Hayao Miyazaki's Epic "Nausicaä" Manga Collected in New Box Set

Thirteen years of classic Miyazaki set included in new hard cover edition

Few manga have been released in North America as many times in as many formats and few have been as deserving. Last released in 2004, VIZ Media is bringing renowned anime director Hayao Miyazaki's longest work of manga back into print on November 6th. The seven volumes of Nausicaä of the Valley of the Wind are being collected in two new hardcover editions packaged in a special illustrated slipcase. A full-color double-sided poster is also included and each volume features 8 full-color page inserts. The set reails for $60.00 U.S. / $67.99 CAN.

 

In a long-ago war, humankind set off a devastating ecological disaster. Thriving industrial societies disappeared. The earth is slowly submerging beneath the expanding Sea of Corruption, an enormous toxic forest that creates mutant insects and releases a miasma of poisonous spores into the air. At the periphery of the sea, tiny kingdoms are scattered on tiny parcels of land. Here lies the Valley of the Wind, a kingdom of barely 500 citizens; a nation given fragile protection from the decaying sea's poisons by the ocean breezes; and home to Nausicaä.

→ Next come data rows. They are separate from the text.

use bytemuck::{Pod, Zeroable};
use glam::Mat4;
use wgpu::{
    BindGroup, BindGroupLayout, BindGroupLayoutDescriptor, BindGroupLayoutEntry, BindingType,
    BlendState, Buffer, BufferBindingType, BufferUsages, ColorTargetState, ColorWrites,
    CommandEncoderDescriptor, DepthBiasState, DepthStencilState, Device, DeviceDescriptor,
    Extent3d, Features, FragmentState, Instance, InstanceDescriptor, Limits, LoadOp, Operations,
    PipelineLayoutDescriptor, PolygonMode, PowerPreference, PresentMode, Queue,
    RenderPassColorAttachment, RenderPassDescriptor, RenderPipeline, RenderPipelineDescriptor,
    Sampler, ShaderModule, ShaderModuleDescriptor, ShaderSource, ShaderStages, StoreOp, Surface,
    SurfaceConfiguration, SurfaceError, TextureDescriptor, TextureDimension, TextureFormat,
    TextureUsages, TextureView, TextureViewDescriptor, VertexBufferLayout, VertexState,
    VertexStepMode, util::DeviceExt,
};
use winit::{dpi::PhysicalSize, window::Window};

use asset::TextureData;
use corelib::camera::Camera;

pub mod mesh;
pub mod primitives;
pub mod scene;

use primitives::MeshBuffer;

/// Vertex: position + normal + texture coordinates.
#[repr(C)]
#[derive(Clone, Copy, Debug, Pod, Zeroable)]
pub struct Vertex {
    pub pos: [f32; 3],
    pub normal: [f32; 3],
    pub uv: [f32; 2],
}

impl Vertex {
    pub const LAYOUT: VertexBufferLayout<'static> = VertexBufferLayout {
        array_stride: std::mem::size_of::<Vertex>() as u64,
        step_mode: VertexStepMode::Vertex,
        attributes: &wgpu::vertex_attr_array![0 => Float32x3, 1 => Float32x3, 2 => Float32x2],
    };
}

/// Camera UBO (16-byte aligned).
#[repr(C)]
#[derive(Clone, Copy, Pod, Zeroable)]
struct CameraUniform {
    view_proj: [[f32; 4]; 4],
    eye: [f32; 4],
    // rgb = fog color, w = fog density
    fog: [f32; 4],
}

/// Per-draw UBO slice, bound at a dynamic offset.
#[repr(C)]
#[derive(Clone, Copy, Pod, Zeroable)]
struct ModelUniform {
    model: [[f32; 4]; 4],
    tint: [f32; 4],
    params: [f32; 4],
}

/// Fog constants for the whole scene.
const FOG_COLOR: [f32; 3] = [0.25, 0.25, 0.25];
const FOG_DENSITY: f32 = 0.025;

const DEPTH_FORMAT: TextureFormat = TextureFormat::Depth32Float;

/// Dynamic-offset stride; the default uniform alignment guarantee.
const MODEL_STRIDE: u64 = 256;
/// Upper bound on draw items per frame; overflow logs and truncates.
const MAX_DRAWS: usize = 96;

/// Handle to a mesh uploaded through [`GpuState::upload_mesh`].
#[derive(Clone, Copy, Debug, PartialEq, Eq)]
pub struct MeshHandle(pub(crate) usize);

/// Handle to a texture uploaded through [`GpuState::upload_texture`].
#[derive(Clone, Copy, Debug, PartialEq, Eq)]
pub struct TextureHandle(pub(crate) usize);

/// One mesh drawn with one transform, tint and optional texture.
#[derive(Clone, Copy, Debug)]
pub struct DrawItem {
    pub mesh: MeshHandle,
    pub model: Mat4,
    pub tint: [f32; 3],
    pub texture: Option<TextureHandle>,
}

struct GpuMesh {
    vertex_buf: Buffer,
    index_buf: Buffer,
    index_count: u32,
}

pub struct GpuState {
    // Surface
    surface: Surface<'static>,
    #[allow(dead_code)]
    surface_format: TextureFormat,
    surface_config: SurfaceConfiguration,

    // Device/queue
    device: Device,
    queue: Queue,

    // Pipelines
    fill_pipeline: RenderPipeline,
    line_pipeline: Option<RenderPipeline>,

    // Camera
    camera_bg: BindGroup,
    camera_buf: Buffer,

    // Per-draw uniforms (dynamic offsets)
    model_bg: BindGroup,
    model_buf: Buffer,

    // Textures
    texture_bgl: BindGroupLayout,
    sampler: Sampler,
    textures: Vec<BindGroup>,

    // Meshes
    meshes: Vec<GpuMesh>,

    // Depth
    depth_view: TextureView,

    // Size cache
    width: u32,
    height: u32,
}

Hayao Miyazaki began serializing Nausicaä in Animage magazine in 1982. There have been contradictory accounts by Miyazaki and producer Toshio Suzuki about whether the manga was written because anime at the time wasn't being funded unless there was an existing manga, or whether Miyazaki was initially determined for the manga to stand alone, without an anime adaptation - believing that the material was better suited to be explored in manga.

 

Eventually a 1984 movie was produced at Top Craft, setting the template for Miyazaki's upcoming work at Studio Ghibli. Miyazaki returned to the manga and continued to work on it off and on until its 1994 conclusion.

 

On the differences between the manga and the classic anime, Ghibli Wiki's FAQ says:

A great many things happen after what happened in the movie. Even the part depicted in the movie is much more complicated in the manga.

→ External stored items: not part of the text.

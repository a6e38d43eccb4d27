//! Discrete motion intents on the four control axes.
//!
//! Each axis is a closed three-way choice rather than a raw signed
//! integer; conversion to a scalar happens through an explicit lookup
//! at the point of use.

/// Yaw axis: rotation about the vertical. Positive is anticlockwise
/// seen from above.
#[derive(Clone, Copy, Debug, Default, PartialEq, Eq)]
pub enum Turn {
    Clockwise,
    #[default]
    None,
    Anticlockwise,
}

impl Turn {
    #[inline]
    pub fn is_none(self) -> bool {
        self == Turn::None
    }

    #[inline]
    pub fn factor(self) -> f32 {
        match self {
            Turn::Clockwise => -1.0,
            Turn::None => 0.0,
            Turn::Anticlockwise => 1.0,
        }
    }
}

/// Surge axis: movement along the heading.
#[derive(Clone, Copy, Debug, Default, PartialEq, Eq)]
pub enum Drive {
    Backward,
    #[default]
    None,
    Forward,
}

impl Drive {
    #[inline]
    pub fn is_none(self) -> bool {
        self == Drive::None
    }

    #[inline]
    pub fn factor(self) -> f32 {
        match self {
            Drive::Backward => -1.0,
            Drive::None => 0.0,
            Drive::Forward => 1.0,
        }
    }
}

/// Sway axis: strafing across the heading.
#[derive(Clone, Copy, Debug, Default, PartialEq, Eq)]
pub enum Strafe {
    Left,
    #[default]
    None,
    Right,
}

impl Strafe {
    #[inline]
    pub fn is_none(self) -> bool {
        self == Strafe::None
    }

    #[inline]
    pub fn factor(self) -> f32 {
        match self {
            Strafe::Left => -1.0,
            Strafe::None => 0.0,
            Strafe::Right => 1.0,
        }
    }
}

/// Heave axis: vertical movement.
#[derive(Clone, Copy, Debug, Default, PartialEq, Eq)]
pub enum Lift {
    Down,
    #[default]
    None,
    Up,
}

impl Lift {
    #[inline]
    pub fn is_none(self) -> bool {
        self == Lift::None
    }

    #[inline]
    pub fn factor(self) -> f32 {
        match self {
            Lift::Down => -1.0,
            Lift::None => 0.0,
            Lift::Up => 1.0,
        }
    }
}

/// How the controlled body should currently be moving, based solely on
/// keyboard input. Updated on key transitions, consumed once per tick.
#[derive(Clone, Copy, Debug, Default, PartialEq, Eq)]
pub struct MotionIntent {
    pub yaw: Turn,
    pub surge: Drive,
    pub sway: Strafe,
    pub heave: Lift,
}

impl MotionIntent {
    pub fn is_idle(&self) -> bool {
        self.yaw.is_none() && self.surge.is_none() && self.sway.is_none() && self.heave.is_none()
    }
}

#[cfg(test)]
mod tests {
    use super::*;

    #[test]
    fn default_intent_is_idle() {
        assert!(MotionIntent::default().is_idle());
    }

    #[test]
    fn factors_match_sign_conventions() {
        assert_eq!(Turn::Anticlockwise.factor(), 1.0);
        assert_eq!(Turn::Clockwise.factor(), -1.0);
        assert_eq!(Drive::Forward.factor(), 1.0);
        assert_eq!(Drive::Backward.factor(), -1.0);
        assert_eq!(Strafe::Right.factor(), 1.0);
        assert_eq!(Strafe::Left.factor(), -1.0);
        assert_eq!(Lift::Up.factor(), 1.0);
        assert_eq!(Lift::Down.factor(), -1.0);
    }
}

In the manga, there is a war going on between two superpowers, Torumekia and the Dorok Empire. Nausicaä was a part of Kushana's invading force, which she joined as the chieftain of the valley to keep the old treaty between Torumekia and the valley (so Torumekia was basically an ally, not an enemy). Most of the story then takes place in the land of Dorok. The Doroks are the ones who tried to cause the Ohmu stampede to crush Kushana's army to defend their land from the invasion. Nausicaä didn't even die at this point.

In the manga, there are no simple dichotomies such as valley vs. Torumekia, good vs. evil, or Nature vs. Man. Many characters, such as Kushana, Ghil, and the God Warrior have very different fates and roles than in the movie. And the ending will likely surprise you and make you think. It's a great work of art and thought. You'll enjoy it very much.